Alessia: Il blocco creativo ha quasi sempre altre origini, è fondamentale non rinchiudersi e non costringersi nell’individualismo, condividendo il nostro disagio per vederlo anche sotto una luce diversa.

 Folco: Il blocco spesso nasce  perchè si è costretti in qualche modo a produrre in tempi ben precisi, ma noi pensiamo che questo meccanismo debba essere lasciato fuori dal processo creativo e di espressione personale, perchè questi sono momenti che nascono da un’esigenza e da un dialogo con noi stessi, non sono un mero prodotto industriale.

-Un argomento molto importante per voi so che è la fruizione della musica non a vantaggio degli artisti, ce ne volete parlare?

Folco: L’argomento è delicato e spinoso, ma sicuramente se siamo qua e in questa posizione oggi è grazie al nostro lavoro. Il mercato musicale è un luogo abbastanza duro e crudo, al limite quasi del masochismo, visto che i segnali esterni non sono dei più incoraggianti. Il fine non deve essere per forza la visibilità o i soldi, ma tendiamo a crederlo perchè è un po’ il messaggio che viene passato. Quello che pensiamo noi è che non si fa musica solo attraverso tv e canali di questo genere, anche perchè la musica è sempre esistita a prescindere da questo. La musica è necessità. Le alternative purtroppo vengono lasciate morire o non menzionate e i musicisti vengono lasciati a lottare da soli. Cerchiamo noi stessi sempre di aiutare i gruppi emergenti come possiamo ad entrare in questo mondo, non vi fate fermare da quella macchina tritatutto che è il mercato musicale, andate avanti con il cuore e la passione, indipendentemente dalle visualizzazioni.

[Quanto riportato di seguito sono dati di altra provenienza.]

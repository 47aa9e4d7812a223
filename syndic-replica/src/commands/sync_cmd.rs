//! Manual sync trigger.

use clap::Args;

use super::open_scheduler;
use syndic_replica::{Config, CycleMode, CycleReport, KeyOutcome};

/// Run one sync cycle now
#[derive(Debug, Args)]
pub struct SyncCommand {
    /// Ignore stored validators and fetch every resource in full
    #[arg(long)]
    force: bool,
}

impl SyncCommand {
    pub async fn run(&self, config: &Config) -> Result<(), Box<dyn std::error::Error>> {
        let scheduler = open_scheduler(config).await?;
        let mode = if self.force {
            CycleMode::ForceRefresh
        } else {
            CycleMode::Conditional
        };

        println!("Syncing with {}...", scheduler.engine().producer_url());
        println!();

        let report = scheduler.run_now(mode).await?;
        print_report(&report);
        Ok(())
    }
}

pub fn print_report(report: &CycleReport) {
    for (key, outcome) in &report.outcomes {
        let line = match outcome {
            KeyOutcome::Updated => "✓ updated".to_string(),
            KeyOutcome::NotModified => "✓ up to date".to_string(),
            KeyOutcome::Retired => "✗ retired (unknown to the Producer)".to_string(),
            KeyOutcome::SkippedRetired => "- skipped (retired)".to_string(),
            KeyOutcome::Failed { status, error } => format!("✗ failed ({}): {}", status, error),
            KeyOutcome::Deferred => "- deferred (cycle deadline)".to_string(),
        };
        println!("  {:<32} {}", key, line);
    }

    println!();
    println!("{}", report.summary());
    if report.mirror_failures > 0 {
        println!("{} local mirror failure(s); see log for details", report.mirror_failures);
    }
}
//! syndic Producer
//!
//! Stores categorized content and publishes it to Replicas through
//! conditional HTTP endpoints.

pub mod config;
pub mod content;
pub mod server;
//! Conditional HTTP fetching of Producer resources.
//!
//! ## Protocol
//!
//! 1. The Replica sends `GET /resources/<kind>?resource=<category>` with the
//!    stored `If-None-Match` / `If-Modified-Since` validators
//! 2. The Producer answers 200 (body + new validators), 304, 400
//!    `bad_resource`, 403, or any other error status
//! 3. The caller applies the outcome to its cache entry

mod client;
mod error;

pub use client::{check_server, FetchOutcome, ProducerClient, DEFAULT_REQUEST_TIMEOUT};
pub use error::FetchError;
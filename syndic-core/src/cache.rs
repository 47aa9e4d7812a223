//! Replica-side cache entry and its state transitions.
//!
//! One [`CacheEntry`] exists per replicated resource. The payload is only
//! ever replaced by a successful, parsed 200 response; every other outcome
//! keeps the previous payload available.

use chrono::{DateTime, Utc};
use serde::{Deserialize, Serialize};

/// Maximum stored length of a recorded error body, in characters.
pub const MAX_ERROR_LEN: usize = 1000;

/// Status recorded for a transport-level failure (no HTTP response).
pub const TRANSPORT_FAILURE_STATUS: u16 = 0;

/// Validators sent with a conditional request.
#[derive(Debug, Clone, Default, PartialEq, Eq)]
pub struct Validators {
    pub etag: Option<String>,
    pub last_modified: Option<String>,
}

impl Validators {
    pub fn is_empty(&self) -> bool {
        self.etag.is_none() && self.last_modified.is_none()
    }
}

/// Cached state of one resource on a Replica.
#[derive(Debug, Clone, Default, PartialEq, Serialize, Deserialize)]
pub struct CacheEntry {
    pub validator_etag: Option<String>,
    pub validator_last_modified: Option<String>,
    pub payload: Option<serde_json::Value>,
    pub last_http_status: Option<u16>,
    pub last_error: Option<String>,
    pub updated_at: Option<DateTime<Utc>>,
    #[serde(default)]
    pub retired: bool,
}

impl CacheEntry {
    pub fn new() -> Self {
        Self::default()
    }

    pub fn validators(&self) -> Validators {
        Validators {
            etag: self.validator_etag.clone(),
            last_modified: self.validator_last_modified.clone(),
        }
    }

    /// Network, DNS or timeout failure. Recoverable.
    pub fn record_transport_error(&mut self, message: &str, now: DateTime<Utc>) {
        self.last_http_status = Some(TRANSPORT_FAILURE_STATUS);
        self.last_error = Some(truncate(message, MAX_ERROR_LEN));
        self.updated_at = Some(now);
    }

    /// 304 Not Modified.
    ///
    /// Only `updated_at` changes, unless an earlier failure is still
    /// recorded, in which case the failure is cleared.
    pub fn record_not_modified(&mut self, now: DateTime<Utc>) {
        if self.last_error.is_some() {
            self.last_error = None;
            self.last_http_status = Some(304);
        }
        self.updated_at = Some(now);
    }

    /// The Producer reported the resource as unknown. Terminal.
    pub fn retire(&mut self, message: &str, now: DateTime<Utc>) {
        self.retired = true;
        self.last_http_status = Some(400);
        self.last_error = Some(truncate(message, MAX_ERROR_LEN));
        self.updated_at = Some(now);
    }

    /// Any other non-200 response. Recoverable; never retires.
    pub fn record_failure(&mut self, status: u16, body: &str, now: DateTime<Utc>) {
        self.last_http_status = Some(status);
        self.last_error = Some(truncate(body, MAX_ERROR_LEN));
        self.updated_at = Some(now);
    }

    /// A 200 whose body could not be parsed.
    ///
    /// Validators are kept too, so the next cycle fetches the body again
    /// instead of receiving a 304 for content that was never applied.
    pub fn record_parse_error(&mut self, message: &str, now: DateTime<Utc>) {
        self.last_http_status = Some(200);
        self.last_error = Some(truncate(message, MAX_ERROR_LEN));
        self.updated_at = Some(now);
    }

    /// A parsed 200 response.
    pub fn record_success(
        &mut self,
        payload: serde_json::Value,
        validators: Validators,
        now: DateTime<Utc>,
    ) {
        self.payload = Some(payload);
        self.validator_etag = validators.etag;
        self.validator_last_modified = validators.last_modified;
        self.last_http_status = Some(200);
        self.last_error = None;
        self.retired = false;
        self.updated_at = Some(now);
    }

    /// Operator action: make a retired resource eligible for fetching again.
    pub fn clear_retirement(&mut self) {
        self.retired = false;
        self.last_error = None;
    }

    /// Drops stored validators so the next fetch is unconditional.
    pub fn forget_validators(&mut self) {
        self.validator_etag = None;
        self.validator_last_modified = None;
    }
}

/// Truncates a string to at most `max` characters, appending `...` when cut.
pub fn truncate(s: &str, max: usize) -> String {
    if s.chars().count() <= max {
        return s.to_string();
    }
    let cut: String = s.chars().take(max.saturating_sub(3)).collect();
    format!("{}...", cut)
}

#[cfg(test)]
mod tests {
    use super::*;
    use chrono::Duration;
    use serde_json::json;

    fn fetched_entry(now: DateTime<Utc>) -> CacheEntry {
        let mut entry = CacheEntry::new();
        entry.record_success(
            json!({"items": [1, 2]}),
            Validators {
                etag: Some("\"e1\"".to_string()),
                last_modified: Some("Sun, 06 Nov 1994 08:49:37 GMT".to_string()),
            },
            now,
        );
        entry
    }

    #[test]
    fn test_success_replaces_payload_and_validators() {
        let now = Utc::now();
        let entry = fetched_entry(now);
        assert_eq!(entry.payload, Some(json!({"items": [1, 2]})));
        assert_eq!(entry.validator_etag.as_deref(), Some("\"e1\""));
        assert_eq!(entry.last_http_status, Some(200));
        assert_eq!(entry.updated_at, Some(now));
        assert!(!entry.validators().is_empty());
    }

    #[test]
    fn test_not_modified_only_touches_updated_at() {
        let now = Utc::now();
        let entry = fetched_entry(now);
        let mut after = entry.clone();
        let later = now + Duration::minutes(10);
        after.record_not_modified(later);

        assert_eq!(after.updated_at, Some(later));
        after.updated_at = entry.updated_at;
        assert_eq!(after, entry);
    }

    #[test]
    fn test_not_modified_clears_stale_error() {
        let now = Utc::now();
        let mut entry = fetched_entry(now);
        entry.record_transport_error("connection refused", now);
        entry.record_not_modified(now);
        assert_eq!(entry.last_error, None);
        assert_eq!(entry.last_http_status, Some(304));
    }

    #[test]
    fn test_failures_keep_payload() {
        let now = Utc::now();
        let mut entry = fetched_entry(now);

        entry.record_transport_error("dns failure", now);
        assert_eq!(entry.last_http_status, Some(TRANSPORT_FAILURE_STATUS));
        assert_eq!(entry.payload, Some(json!({"items": [1, 2]})));

        entry.record_failure(503, "maintenance", now);
        assert_eq!(entry.last_http_status, Some(503));
        assert_eq!(entry.last_error.as_deref(), Some("maintenance"));
        assert!(!entry.retired);
        assert_eq!(entry.payload, Some(json!({"items": [1, 2]})));

        entry.record_parse_error("expected value at line 1", now);
        assert_eq!(entry.last_http_status, Some(200));
        assert_eq!(entry.validator_etag.as_deref(), Some("\"e1\""));
        assert_eq!(entry.payload, Some(json!({"items": [1, 2]})));
    }

    #[test]
    fn test_retire_and_clear() {
        let now = Utc::now();
        let mut entry = fetched_entry(now);
        entry.retire("unknown resource", now);
        assert!(entry.retired);
        assert_eq!(entry.last_http_status, Some(400));
        assert!(entry.payload.is_some());

        entry.clear_retirement();
        assert!(!entry.retired);
        assert_eq!(entry.last_error, None);
    }

    #[test]
    fn test_error_body_truncated() {
        let now = Utc::now();
        let mut entry = CacheEntry::new();
        entry.record_failure(500, &"x".repeat(5000), now);
        assert_eq!(
            entry.last_error.as_ref().map(|e| e.chars().count()),
            Some(MAX_ERROR_LEN)
        );
    }

    #[test]
    fn test_truncate() {
        assert_eq!(truncate("short", 10), "short");
        assert_eq!(truncate("abcdefghij", 8), "abcde...");
    }
}
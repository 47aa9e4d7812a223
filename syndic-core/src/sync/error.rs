//! Fetch error taxonomy.

use thiserror::Error;

/// Errors from one conditional fetch of a resource.
///
/// Only [`FetchError::UnknownResource`] is terminal for a resource; every
/// other kind is retried on the next scheduled cycle.
#[derive(Error, Debug, Clone, PartialEq, Eq)]
pub enum FetchError {
    /// Network, DNS or timeout failure; no HTTP response was received.
    #[error("Transport error: {0}")]
    Transport(String),

    /// The Producer rejected the access key (403).
    #[error("Authorization failed: {0}")]
    Authorization(String),

    /// The Producer does not know the resource (400 `bad_resource`).
    #[error("Unknown resource: {0}")]
    UnknownResource(String),

    /// Any other non-2xx response.
    #[error("Server returned status {status}: {body}")]
    Server { status: u16, body: String },

    /// A 200 response whose body could not be parsed.
    #[error("Parse error: {0}")]
    Parse(String),
}

impl FetchError {
    /// Returns true if the resource must never be fetched again.
    pub fn is_terminal(&self) -> bool {
        matches!(self, FetchError::UnknownResource(_))
    }

    /// HTTP status to record for this error (0 for transport failures).
    pub fn status(&self) -> u16 {
        match self {
            FetchError::Transport(_) => 0,
            FetchError::Authorization(_) => 403,
            FetchError::UnknownResource(_) => 400,
            FetchError::Server { status, .. } => *status,
            FetchError::Parse(_) => 200,
        }
    }
}

#[cfg(test)]
mod tests {
    use super::*;

    #[test]
    fn test_only_unknown_resource_is_terminal() {
        assert!(FetchError::UnknownResource("events".into()).is_terminal());
        assert!(!FetchError::Transport("timeout".into()).is_terminal());
        assert!(!FetchError::Authorization("bad key".into()).is_terminal());
        assert!(!FetchError::Server {
            status: 404,
            body: String::new()
        }
        .is_terminal());
        assert!(!FetchError::Parse("eof".into()).is_terminal());
    }

    #[test]
    fn test_status_mapping() {
        assert_eq!(FetchError::Transport("x".into()).status(), 0);
        assert_eq!(FetchError::Authorization("x".into()).status(), 403);
        assert_eq!(
            FetchError::Server {
                status: 502,
                body: "bad gateway".into()
            }
            .status(),
            502
        );
    }
}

Alessia: E’ sicuramente più difficile questa strada, ma in questo modo si può essere artefici del proprio destino, si può scegliere il proprio progetto senza essere costretti ad omologarsi al resto. Il mercato musicale ha un aspetto positivo e uno negativo, come diciamo anche in “The Disguises of Evil”: il supporto delle persone che si occupano del mercato musicale mainstream può essere importante, ma può andare anche contro al progetto musicale dell’artista.

 Margherita: Per riassumere tanto cuore e tante palle!